Here are the main points discussed in this chapter:

  • Exploring Python built-in data types
  • Using Series and DataFrames
  • Exploring matrices and matrix operations
  • Understanding abstract data types

Exploring Python built-in data types

In any language, data structures are used to store and manipulate complex data. In Python, data structures are storage containers for managing, organizing, and searching data in an efficient way. They are used to store a group of data elements called collections that need to be stored and processed together. In Python, the important data structures that can be used to store collections are summarized in Table 2.1:

Data Structure

Brief Explanation

Example

List

An ordered, possibly nested, mutable sequence of elements

["John", 33,"Toronto", True]

Tuple

An ordered immutable sequence of elements

('Red','Green','Blue','Yellow')

Dictionary

An unordered collection of key-value pairs

{'brand': 'Apple', 'color': 'black'}

Set

An unordered collection of elements

{'a', 'b', 'c'}

Table 2.1: Python Data Structures

Let us look into them in more detail in the upcoming subsections.

Lists

In Python, a list is the main data type used to store a mutable sequence of elements. The sequence of elements stored in the list need not be of the same type.

A list can be defined by enclosing the elements in [ ] and they need to be separated by a comma. For example, the following code creates four data elements together that are of different types:

list_a = ["John", 33,"Toronto", True]
print(list_a)
['John', 33, 'Toronto', True]

In Python, a list is a handy way of creating one-dimensional writable data structures, which are especially needed at different internal stages of algorithms.

Using lists

Utility functions in data structures make them very useful as they can be used to manage data in lists.

Let’s look into how we can use them:

  • List indexing: As the position of an element is deterministic in a list, the index can be used to get an element at a particular position. The following code demonstrates the concept:
    bin_colors=['Red','Green','Blue','Yellow']
    

    The four-element list created by this code is shown in Figure 2.1:

    Diagram

Description automatically generated

    Figure 2.1: A four-element list in Python

    Now, we will run the code:

    bin_colors[1]
    
    'Green'
    

    Note that Python is a zero-indexing language. This means that the initial index of any data structure, including lists, will be 0. Green, which is the second element, is retrieved by index 1 – that is, bin_colors[1].

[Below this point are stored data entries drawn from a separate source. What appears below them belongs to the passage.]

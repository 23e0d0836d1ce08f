//! Sequence catalog: per-sequence frame rate, duration, loop flag, per-bone
//! animation channels, optional linear-motion track, and pose-parameter
//! blend axes. Immutable once built (load-then-freeze); shared read-only
//! across every instance of the same model asset.

use hashbrown::HashMap;
use serde::{Deserialize, Serialize};

use studio_api_core::math::{lerp_f32, length_vec3, sub_vec3, Vec3};
use studio_api_core::{BoneTransform, CoreError};

use crate::pose::AxisBlend;

/// Per-bone animation channel: one local-pose sample per animation frame.
/// Sampling at a cycle interpolates between the two bracketing frames
/// (translation linearly, rotation via shortest-arc NLERP).
#[derive(Clone, Debug, PartialEq, Serialize, Deserialize)]
pub struct BoneChannel {
    pub bone: usize,
    pub frames: Vec<BoneTransform>,
}

impl BoneChannel {
    pub fn sample(&self, cycle: f32) -> Option<BoneTransform> {
        match self.frames.len() {
            0 => None,
            1 => Some(self.frames[0]),
            n => {
                let t = cycle.clamp(0.0, 1.0) * (n - 1) as f32;
                let i0 = (t as usize).min(n - 2);
                let frac = t - i0 as f32;
                Some(BoneTransform::lerp(
                    &self.frames[i0],
                    &self.frames[i0 + 1],
                    frac,
                ))
            }
        }
    }
}

/// One sample of the embedded root-motion track: accumulated displacement
/// and facing yaw at that point of the cycle, in sequence-local space.
#[derive(Copy, Clone, Debug, Default, PartialEq, Serialize, Deserialize)]
pub struct MotionSample {
    pub pos: Vec3,
    pub yaw_deg: f32,
}

/// Linear-motion track: uniformly spaced samples over the cycle.
#[derive(Clone, Debug, PartialEq, Serialize, Deserialize)]
pub struct MotionTrack {
    pub keys: Vec<MotionSample>,
}

impl MotionTrack {
    pub fn sample(&self, cycle: f32) -> MotionSample {
        match self.keys.len() {
            0 => MotionSample::default(),
            1 => self.keys[0],
            n => {
                let t = cycle.clamp(0.0, 1.0) * (n - 1) as f32;
                let i0 = (t as usize).min(n - 2);
                let frac = t - i0 as f32;
                let a = self.keys[i0];
                let b = self.keys[i0 + 1];
                MotionSample {
                    pos: [
                        lerp_f32(a.pos[0], b.pos[0], frac),
                        lerp_f32(a.pos[1], b.pos[1], frac),
                        lerp_f32(a.pos[2], b.pos[2], frac),
                    ],
                    // Motion yaw is authored continuous (it accumulates over
                    // the loop), so plain lerp is correct here.
                    yaw_deg: lerp_f32(a.yaw_deg, b.yaw_deg, frac),
                }
            }
        }
    }
}

/// A pose-parameter blend axis: the sequence holds one variant per anchor,
/// blended by where the parameter value sits between the two nearest anchors.
/// Anchors are declared ascending in parameter units.
#[derive(Clone, Debug, PartialEq, Serialize, Deserialize)]
pub struct PoseAxis {
    /// Index into the model's pose-parameter declarations.
    pub param: usize,
    pub anchors: Vec<f32>,
}

/// One animation variant of a sequence (a full channel set).
#[derive(Clone, Debug, PartialEq, Serialize, Deserialize)]
pub struct SequenceVariant {
    pub channels: Vec<BoneChannel>,
}

impl SequenceVariant {
    fn channel_for(&self, bone: usize) -> Option<&BoneChannel> {
        self.channels.iter().find(|c| c.bone == bone)
    }
}

/// An immutable animation sequence.
#[derive(Clone, Debug, PartialEq, Serialize, Deserialize)]
pub struct Sequence {
    pub name: String,
    pub fps: f32,
    pub frame_count: u32,
    pub looping: bool,
    /// Present when the sequence blends across a pose parameter; `variants`
    /// then holds one entry per axis anchor.
    pub axis: Option<PoseAxis>,
    pub variants: Vec<SequenceVariant>,
    pub motion: Option<MotionTrack>,
}

impl Sequence {
    /// Playback duration in seconds: the span between first and last frame.
    pub fn duration(&self) -> f32 {
        if self.fps <= 0.0 {
            return 0.0;
        }
        (self.frame_count.saturating_sub(1)).max(1) as f32 / self.fps
    }

    /// Cycle advance per second of playback at rate 1.0.
    pub fn cycles_per_second(&self) -> f32 {
        let d = self.duration();
        if d > 0.0 {
            1.0 / d
        } else {
            0.0
        }
    }

    /// Sample this sequence's local transform for `bone` at `cycle`, blending
    /// across the pose axis per `blend`. None when no channel drives the bone
    /// (caller falls back to the bind pose).
    pub fn sample_bone(&self, bone: usize, cycle: f32, blend: &AxisBlend) -> Option<BoneTransform> {
        let lo = self.variants.get(blend.lo.min(self.variants.len().saturating_sub(1)))?;
        let a = lo.channel_for(bone).and_then(|c| c.sample(cycle));
        if blend.lo == blend.hi || blend.frac <= 0.0 {
            return a;
        }
        let hi = self.variants.get(blend.hi.min(self.variants.len() - 1))?;
        let b = hi.channel_for(bone).and_then(|c| c.sample(cycle));
        match (a, b) {
            (Some(a), Some(b)) => Some(BoneTransform::lerp(&a, &b, blend.frac)),
            (a, b) => a.or(b),
        }
    }

    /// Motion track access for callers that treat its absence as an error.
    /// Per-frame movement extraction falls back to a zero delta instead.
    pub fn motion_track(&self) -> Result<&MotionTrack, CoreError> {
        self.motion
            .as_ref()
            .ok_or_else(|| CoreError::MissingMotionTrack(self.name.clone()))
    }

    /// Net ground distance covered over one full cycle divided by duration.
    /// Zero when no motion track is embedded.
    pub fn ground_speed(&self) -> f32 {
        let Some(motion) = &self.motion else {
            return 0.0;
        };
        let d = self.duration();
        if d <= 0.0 {
            return 0.0;
        }
        let start = motion.sample(0.0);
        let end = motion.sample(1.0);
        length_vec3(sub_vec3(end.pos, start.pos)) / d
    }
}

/// Read-only collection of sequences with name lookup.
#[derive(Clone, Debug, Default)]
pub struct SequenceCatalog {
    sequences: Vec<Sequence>,
    by_name: HashMap<String, usize>,
}

impl SequenceCatalog {
    pub fn new(sequences: Vec<Sequence>) -> Self {
        let mut by_name = HashMap::with_capacity(sequences.len());
        for (i, seq) in sequences.iter().enumerate() {
            by_name.insert(seq.name.clone(), i);
        }
        Self { sequences, by_name }
    }

    #[inline]
    pub fn len(&self) -> usize {
        self.sequences.len()
    }

    #[inline]
    pub fn is_empty(&self) -> bool {
        self.sequences.is_empty()
    }

    #[inline]
    pub fn get(&self, index: usize) -> Option<&Sequence> {
        self.sequences.get(index)
    }

    pub fn lookup(&self, name: &str) -> Option<usize> {
        self.by_name.get(name).copied()
    }

    /// Strict indexed access for tooling paths that must not clamp.
    pub fn try_get(&self, index: usize) -> Result<&Sequence, CoreError> {
        self.sequences.get(index).ok_or(CoreError::InvalidSequenceIndex {
            index,
            count: self.sequences.len(),
        })
    }
}

#[cfg(test)]
mod tests {
    use super::*;

    fn walk() -> Sequence {
        Sequence {
            name: "walk".into(),
            fps: 30.0,
            frame_count: 31,
            looping: true,
            axis: None,
            variants: vec![],
            motion: Some(MotionTrack {
                keys: vec![
                    MotionSample {
                        pos: [0.0, 0.0, 0.0],
                        yaw_deg: 0.0,
                    },
                    MotionSample {
                        pos: [10.0, 0.0, 0.0],
                        yaw_deg: 0.0,
                    },
                ],
            }),
        }
    }

    #[test]
    fn duration_spans_first_to_last_frame() {
        let seq = walk();
        assert!((seq.duration() - 1.0).abs() < 1e-6);
        assert!((seq.cycles_per_second() - 1.0).abs() < 1e-6);
        assert!((seq.ground_speed() - 10.0).abs() < 1e-5);
    }

    #[test]
    fn channel_sampling_brackets_the_cycle() {
        let channel = BoneChannel {
            bone: 0,
            frames: vec![
                BoneTransform::new([0.0, 0.0, 0.0], [0.0, 0.0, 0.0, 1.0]),
                BoneTransform::new([4.0, 0.0, 0.0], [0.0, 0.0, 0.0, 1.0]),
                BoneTransform::new([4.0, 8.0, 0.0], [0.0, 0.0, 0.0, 1.0]),
            ],
        };
        let mid = channel.sample(0.25).unwrap();
        assert!((mid.pos[0] - 2.0).abs() < 1e-6);
        // Past the end clamps to the last frame.
        let end = channel.sample(1.5).unwrap();
        assert_eq!(end.pos, [4.0, 8.0, 0.0]);
    }

    #[test]
    fn strict_accessors_report_what_is_missing() {
        let catalog = SequenceCatalog::new(vec![walk()]);
        assert!(catalog.try_get(0).is_ok());
        assert_eq!(
            catalog.try_get(3).unwrap_err(),
            CoreError::InvalidSequenceIndex { index: 3, count: 1 }
        );

        let mut idle = walk();
        idle.motion = None;
        assert!(matches!(
            idle.motion_track().unwrap_err(),
            CoreError::MissingMotionTrack(name) if name == "walk"
        ));
        assert!(walk().motion_track().is_ok());
    }
}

  • List slicing: Retrieving a subset of the elements of a list by specifying a range of indexes is called slicing. The following code can be used to create a slice of the list:
    bin_colors[0:2]
    
    ['Red', 'Green'] 
    

    Note that lists are one of the most popular single-dimensional data structures in Python.

    While slicing a list, the range is indicated as follows: the first number (inclusive) and the second number (exclusive). For example, bin_colors[0:2] will include bin_color[0] and bin_color[1] but not bin_color[2]. While using lists, this should be kept in mind, as some users of the Python language complain that this is not very intuitive.

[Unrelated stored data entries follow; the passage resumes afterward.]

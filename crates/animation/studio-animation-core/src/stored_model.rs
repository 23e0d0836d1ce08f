//! Parse StoredModel-style JSON (see fixtures/models/*.json) into a
//! `ModelData` asset: skeleton, sequence catalog, pose-parameter
//! declarations.
//!
//! Notes:
//! - Bones and channels reference each other by name in the JSON; indices
//!   are resolved here so the runtime never touches strings per frame.
//! - Pose axes name their parameter; unknown names are a parse error (the
//!   asset is malformed, not a runtime edge case).

use serde::Deserialize;

use crate::instance::ModelData;
use crate::pose::PoseParamDecl;
use crate::sequence::{
    BoneChannel, MotionSample, MotionTrack, PoseAxis, Sequence, SequenceCatalog, SequenceVariant,
};
use crate::skeleton::{Bone, Skeleton};
use studio_api_core::math::{Quat, Vec3, QUAT_IDENTITY, VEC3_ZERO};
use studio_api_core::BoneTransform;

/// Parse a stored model JSON document into a frozen `ModelData`.
pub fn parse_stored_model_json(s: &str) -> Result<ModelData, String> {
    let sm: StoredModel = serde_json::from_str(s).map_err(|e| format!("parse error: {e}"))?;

    let bones: Vec<Bone> = sm
        .bones
        .iter()
        .map(|b| {
            let parent = match &b.parent {
                Some(name) => Some(
                    sm.bones
                        .iter()
                        .position(|p| &p.name == name)
                        .ok_or_else(|| format!("bone '{}' has unknown parent '{name}'", b.name))?,
                ),
                None => None,
            };
            Ok(Bone {
                name: b.name.clone(),
                parent,
                bind: b.bind.as_ref().map(to_transform).unwrap_or_default(),
            })
        })
        .collect::<Result<_, String>>()?;
    let skeleton = Skeleton::new(bones).map_err(|e| e.to_string())?;

    let pose_params: Vec<PoseParamDecl> = sm
        .pose_parameters
        .into_iter()
        .map(|p| PoseParamDecl {
            name: p.name,
            min: p.min as f32,
            max: p.max as f32,
            default: p.default as f32,
        })
        .collect();

    let mut sequences = Vec::with_capacity(sm.sequences.len());
    for ss in sm.sequences {
        let axis = match ss.axis {
            Some(a) => {
                let param = pose_params
                    .iter()
                    .position(|p| p.name == a.param)
                    .ok_or_else(|| {
                        format!("sequence '{}' blends unknown parameter '{}'", ss.name, a.param)
                    })?;
                Some(PoseAxis {
                    param,
                    anchors: a.anchors.into_iter().map(|v| v as f32).collect(),
                })
            }
            None => None,
        };

        let mut variants = Vec::with_capacity(ss.variants.len());
        for sv in ss.variants {
            let mut channels = Vec::with_capacity(sv.channels.len());
            for ch in sv.channels {
                let bone = skeleton.find_bone(&ch.bone).ok_or_else(|| {
                    format!("sequence '{}' animates unknown bone '{}'", ss.name, ch.bone)
                })?;
                channels.push(BoneChannel {
                    bone,
                    frames: ch.frames.iter().map(to_transform).collect(),
                });
            }
            variants.push(SequenceVariant { channels });
        }

        if let Some(axis) = &axis {
            if axis.anchors.len() != variants.len() {
                return Err(format!(
                    "sequence '{}' declares {} anchors but {} variants",
                    ss.name,
                    axis.anchors.len(),
                    variants.len()
                ));
            }
        }

        sequences.push(Sequence {
            name: ss.name,
            fps: ss.fps as f32,
            frame_count: ss.frame_count,
            looping: ss.looping,
            axis,
            variants,
            motion: ss.motion.map(|m| MotionTrack {
                keys: m
                    .keys
                    .into_iter()
                    .map(|k| MotionSample {
                        pos: to_vec3(&k.pos),
                        yaw_deg: k.yaw_deg as f32,
                    })
                    .collect(),
            }),
        });
    }

    Ok(ModelData {
        name: sm.name,
        skeleton,
        sequences: SequenceCatalog::new(sequences),
        pose_params,
    })
}

fn to_vec3(v: &[f64]) -> Vec3 {
    let mut out = VEC3_ZERO;
    for (o, x) in out.iter_mut().zip(v.iter()) {
        *o = *x as f32;
    }
    out
}

fn to_quat(v: &[f64]) -> Quat {
    let mut out = QUAT_IDENTITY;
    for (o, x) in out.iter_mut().zip(v.iter()) {
        *o = *x as f32;
    }
    out
}

fn to_transform(t: &SmTransform) -> BoneTransform {
    BoneTransform {
        pos: t.pos.as_deref().map(to_vec3).unwrap_or(VEC3_ZERO),
        rot: t.rot.as_deref().map(to_quat).unwrap_or(QUAT_IDENTITY),
    }
}

// ----- JSON schema (serde) -----

#[derive(Debug, Deserialize)]
struct StoredModel {
    pub name: String,
    pub bones: Vec<SmBone>,
    #[serde(default)]
    #[serde(rename = "poseParameters")]
    pub pose_parameters: Vec<SmPoseParam>,
    #[serde(default)]
    pub sequences: Vec<SmSequence>,
}

#[derive(Debug, Deserialize)]
struct SmBone {
    pub name: String,
    #[serde(default)]
    pub parent: Option<String>,
    #[serde(default)]
    pub bind: Option<SmTransform>,
}

#[derive(Debug, Deserialize)]
struct SmTransform {
    #[serde(default)]
    pub pos: Option<Vec<f64>>,
    #[serde(default)]
    pub rot: Option<Vec<f64>>,
}

#[derive(Debug, Deserialize)]
struct SmPoseParam {
    pub name: String,
    pub min: f64,
    pub max: f64,
    #[serde(default)]
    pub default: f64,
}

#[derive(Debug, Deserialize)]
struct SmSequence {
    pub name: String,
    pub fps: f64,
    #[serde(rename = "frameCount")]
    pub frame_count: u32,
    #[serde(default)]
    pub looping: bool,
    #[serde(default)]
    pub axis: Option<SmAxis>,
    pub variants: Vec<SmVariant>,
    #[serde(default)]
    pub motion: Option<SmMotion>,
}

#[derive(Debug, Deserialize)]
struct SmAxis {
    pub param: String,
    pub anchors: Vec<f64>,
}

#[derive(Debug, Deserialize)]
struct SmVariant {
    pub channels: Vec<SmChannel>,
}

#[derive(Debug, Deserialize)]
struct SmChannel {
    pub bone: String,
    pub frames: Vec<SmTransform>,
}

#[derive(Debug, Deserialize)]
struct SmMotion {
    pub keys: Vec<SmMotionKey>,
}

#[derive(Debug, Deserialize)]
struct SmMotionKey {
    #[serde(default)]
    pub pos: Vec<f64>,
    #[serde(default)]
    #[serde(rename = "yawDeg")]
    pub yaw_deg: f64,
}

    Let’s have a look at the following code snippet:

    bin_colors=['Red','Green','Blue','Yellow']
    bin_colors[2:]
    
    ['Blue', 'Yellow']
    
    bin_colors[:2]
    
    ['Red', 'Green']
    

    If the starting index is not specified, it means the beginning of the list, and if the ending index is not specified, it means the end of the list, as demonstrated by the preceding code.

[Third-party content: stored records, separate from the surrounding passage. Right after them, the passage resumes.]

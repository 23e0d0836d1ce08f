//! Root-motion extraction: the net translation/yaw delta between two cycle
//! positions of a sequence's linear-motion track, and the 5-slot history
//! ring used to smooth the reported ground speed.
//!
//! The loop-boundary case is the delicate part: when the interval wraps
//! (curr < prev on a looping sequence) the delta is the remainder of the
//! loop plus the start of the next one, never a naive subtraction.

use serde::{Deserialize, Serialize};

use studio_api_core::math::{add_vec3, length_vec3, sub_vec3, Vec3};
#[cfg(test)]
use studio_api_core::math::VEC3_ZERO;
use studio_api_core::transform::rotate_vec3_yaw_deg;

use crate::sequence::Sequence;

/// Net displacement for an interval, expressed in the starting frame's local
/// space so repeated deltas compose into an absolute position externally.
#[derive(Copy, Clone, Debug, Default, PartialEq, Serialize, Deserialize)]
pub struct MovementDelta {
    pub position: Vec3,
    pub yaw_deg: f32,
}

/// Extract the movement delta between `prev_cycle` and `curr_cycle`.
///
/// A sequence without a motion track yields a zero delta (never an error);
/// a wrapped interval on a looping sequence is split at the loop boundary.
pub fn extract_movement(seq: &Sequence, prev_cycle: f32, curr_cycle: f32) -> MovementDelta {
    let Some(motion) = &seq.motion else {
        log::debug!("sequence '{}' has no motion track", seq.name);
        return MovementDelta::default();
    };

    let prev = motion.sample(prev_cycle);
    let curr = motion.sample(curr_cycle);

    let (world_pos, world_yaw) = if seq.looping && curr_cycle < prev_cycle {
        // Crossed the loop boundary: (end - prev) + (curr - start).
        let end = motion.sample(1.0);
        let start = motion.sample(0.0);
        (
            add_vec3(sub_vec3(end.pos, prev.pos), sub_vec3(curr.pos, start.pos)),
            (end.yaw_deg - prev.yaw_deg) + (curr.yaw_deg - start.yaw_deg),
        )
    } else {
        (sub_vec3(curr.pos, prev.pos), curr.yaw_deg - prev.yaw_deg)
    };

    MovementDelta {
        // Rotate into the starting frame's local space.
        position: rotate_vec3_yaw_deg(world_pos, -prev.yaw_deg),
        yaw_deg: world_yaw,
    }
}

/// Number of recent frames the history ring retains.
pub const HISTORY_SLOTS: usize = 5;

/// Fixed-length rolling buffer of recent (cycle, dt) pairs for one tracked
/// axis. Overwritten every frame; lets the movement extractor query "N
/// frames ago" without re-deriving from wall-clock time.
#[derive(Copy, Clone, Debug)]
pub struct MotionHistoryRing {
    cycles: [f32; HISTORY_SLOTS],
    dts: [f32; HISTORY_SLOTS],
    head: usize,
    len: usize,
}

impl Default for MotionHistoryRing {
    fn default() -> Self {
        Self {
            cycles: [0.0; HISTORY_SLOTS],
            dts: [0.0; HISTORY_SLOTS],
            head: 0,
            len: 0,
        }
    }
}

impl MotionHistoryRing {
    pub fn new() -> Self {
        Self::default()
    }

    /// Record this frame's cycle and the dt that produced it.
    pub fn push(&mut self, cycle: f32, dt: f32) {
        self.cycles[self.head] = cycle;
        self.dts[self.head] = dt;
        self.head = (self.head + 1) % HISTORY_SLOTS;
        self.len = (self.len + 1).min(HISTORY_SLOTS);
    }

    #[inline]
    pub fn len(&self) -> usize {
        self.len
    }

    #[inline]
    pub fn is_empty(&self) -> bool {
        self.len == 0
    }

    /// Cycle recorded `frames_back` frames ago (0 = most recent). Clamped to
    /// the oldest retained entry.
    pub fn cycle_back(&self, frames_back: usize) -> Option<f32> {
        if self.len == 0 {
            return None;
        }
        let back = frames_back.min(self.len - 1);
        let idx = (self.head + HISTORY_SLOTS - 1 - back) % HISTORY_SLOTS;
        Some(self.cycles[idx])
    }

    /// Wall-clock span covered by the most recent `frames_back` intervals.
    pub fn span_seconds(&self, frames_back: usize) -> f32 {
        let back = frames_back.min(self.len.saturating_sub(1));
        let mut total = 0.0;
        for i in 0..back {
            let idx = (self.head + HISTORY_SLOTS - 1 - i) % HISTORY_SLOTS;
            total += self.dts[idx];
        }
        total
    }

    pub fn reset(&mut self) {
        *self = Self::default();
    }
}

/// Ground speed smoothed over the ring: movement between the oldest retained
/// cycle and the newest, divided by the elapsed span. Falls back to zero
/// while the ring is too short or time has not advanced.
pub fn smoothed_ground_speed(seq: &Sequence, ring: &MotionHistoryRing) -> f32 {
    if ring.len() < 2 {
        return 0.0;
    }
    let frames_back = ring.len() - 1;
    let (Some(newest), Some(oldest)) = (ring.cycle_back(0), ring.cycle_back(frames_back)) else {
        return 0.0;
    };
    let span = ring.span_seconds(frames_back);
    if span <= 0.0 {
        return 0.0;
    }
    let delta = extract_movement(seq, oldest, newest);
    length_vec3(delta.position) / span
}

  • Negative indexing: In Python, we also have negative indices, which count from the end of the list. This is demonstrated in the following code:
    bin_colors=['Red','Green','Blue','Yellow']
    bin_colors[:-1]
    
    ['Red', 'Green', 'Blue']
    
    bin_colors[:-2]
    
    ['Red', 'Green']
    
    bin_colors[-2:-1]
    
    ['Blue']
    

    Note that negative indices are especially useful when we want to use the last element as a reference point instead of the first one.

  • Nesting: An element of a list can be of any data type. This allows nesting in lists. For iterative and recursive algorithms, this provides important capabilities.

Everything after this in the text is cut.